Listed entries: Begin

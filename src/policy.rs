//! Retention policy: maps a test outcome to a keep/delete decision.

use std::fmt;
use std::str::FromStr;

use serde::{Deserialize, Deserializer, Serialize, Serializer};

use crate::record::VideoAction;

/// Configured rule for which videos survive the run.
#[derive(Debug, Clone, Copy, PartialEq, Eq, Default)]
pub enum RetentionMode {
    /// Keep every video.
    Always,
    /// Never record; nothing to keep.
    Never,
    /// Keep videos of failed tests only.
    #[default]
    OnFailure,
    /// Keep videos of passed tests only.
    OnSuccess,
}

/// Error returned for an unrecognised retention mode string.
#[derive(Debug, Clone, PartialEq, Eq, thiserror::Error)]
#[error("unknown retention mode {0:?} (expected always, never, on_failure or on_success)")]
pub struct ParseRetentionModeError(pub String);

impl FromStr for RetentionMode {
    type Err = ParseRetentionModeError;

    fn from_str(raw: &str) -> Result<Self, Self::Err> {
        let normalized = raw.trim().to_ascii_lowercase().replace('-', "_");
        match normalized.as_str() {
            "always" | "true" => Ok(Self::Always),
            "never" | "false" => Ok(Self::Never),
            "on_failure" => Ok(Self::OnFailure),
            "on_success" => Ok(Self::OnSuccess),
            _ => Err(ParseRetentionModeError(raw.to_owned())),
        }
    }
}

impl fmt::Display for RetentionMode {
    fn fmt(&self, f: &mut fmt::Formatter<'_>) -> fmt::Result {
        let name = match self {
            Self::Always => "always",
            Self::Never => "never",
            Self::OnFailure => "on_failure",
            Self::OnSuccess => "on_success",
        };
        f.write_str(name)
    }
}

impl Serialize for RetentionMode {
    fn serialize<S: Serializer>(&self, serializer: S) -> Result<S::Ok, S::Error> {
        serializer.collect_str(self)
    }
}

impl<'de> Deserialize<'de> for RetentionMode {
    fn deserialize<D: Deserializer<'de>>(deserializer: D) -> Result<Self, D::Error> {
        let raw = String::deserialize(deserializer)?;
        raw.parse().map_err(serde::de::Error::custom)
    }
}

/// Decide what to do with a test's video.
pub fn decide(mode: RetentionMode, passed: bool) -> VideoAction {
    let keep = match mode {
        RetentionMode::Always => true,
        RetentionMode::Never => false,
        RetentionMode::OnFailure => !passed,
        RetentionMode::OnSuccess => passed,
    };
    if keep {
        VideoAction::Keep
    } else {
        VideoAction::Delete
    }
}

/// Whether the grid should record at all under this mode.
///
/// The outcome is unknown when the session starts, so every mode that might
/// keep a video has to record.
pub fn records_video(mode: RetentionMode) -> bool {
    mode != RetentionMode::Never
}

Listed entries: End

- [Assignment]: Each record above should be reproduced in full, exactly as it stands.

- [Task output]:
filename src/policy.rs
//! Retention policy: maps a test outcome to a keep/delete decision.

use std::fmt;
use std::str::FromStr;

use serde::{Deserialize, Deserializer, Serialize, Serializer};

use crate::record::VideoAction;

/// Configured rule for which videos survive the run.
#[derive(Debug, Clone, Copy, PartialEq, Eq, Default)]
pub enum RetentionMode {
    /// Keep every video.
    Always,
    /// Never record; nothing to keep.
    Never,
    /// Keep videos of failed tests only.
    #[default]
    OnFailure,
    /// Keep videos of passed tests only.
    OnSuccess,
}

/// Error returned for an unrecognised retention mode string.
#[derive(Debug, Clone, PartialEq, Eq, thiserror::Error)]
#[error("unknown retention mode {0:?} (expected always, never, on_failure or on_success)")]
pub struct ParseRetentionModeError(pub String);

impl FromStr for RetentionMode {
    type Err = ParseRetentionModeError;

    fn from_str(raw: &str) -> Result<Self, Self::Err> {
        let normalized = raw.trim().to_ascii_lowercase().replace('-', "_");
        match normalized.as_str() {
            "always" | "true" => Ok(Self::Always),
            "never" | "false" => Ok(Self::Never),
            "on_failure" => Ok(Self::OnFailure),
            "on_success" => Ok(Self::OnSuccess),
            _ => Err(ParseRetentionModeError(raw.to_owned())),
        }
    }
}

impl fmt::Display for RetentionMode {
    fn fmt(&self, f: &mut fmt::Formatter<'_>) -> fmt::Result {
        let name = match self {
            Self::Always => "always",
            Self::Never => "never",
            Self::OnFailure => "on_failure",
            Self::OnSuccess => "on_success",
        };
        f.write_str(name)
    }
}

impl Serialize for RetentionMode {
    fn serialize<S: Serializer>(&self, serializer: S) -> Result<S::Ok, S::Error> {
        serializer.collect_str(self)
    }
}

impl<'de> Deserialize<'de> for RetentionMode {
    fn deserialize<D: Deserializer<'de>>(deserializer: D) -> Result<Self, D::Error> {
        let raw = String::deserialize(deserializer)?;
        raw.parse().map_err(serde::de::Error::custom)
    }
}

/// Decide what to do with a test's video.
pub fn decide(mode: RetentionMode, passed: bool) -> VideoAction {
    let keep = match mode {
        RetentionMode::Always => true,
        RetentionMode::Never => false,
        RetentionMode::OnFailure => !passed,
        RetentionMode::OnSuccess => passed,
    };
    if keep {
        VideoAction::Keep
    } else {
        VideoAction::Delete
    }
}

/// Whether the grid should record at all under this mode.
///
/// The outcome is unknown when the session starts, so every mode that might
/// keep a video has to record.
pub fn records_video(mode: RetentionMode) -> bool {
    mode != RetentionMode::Never
}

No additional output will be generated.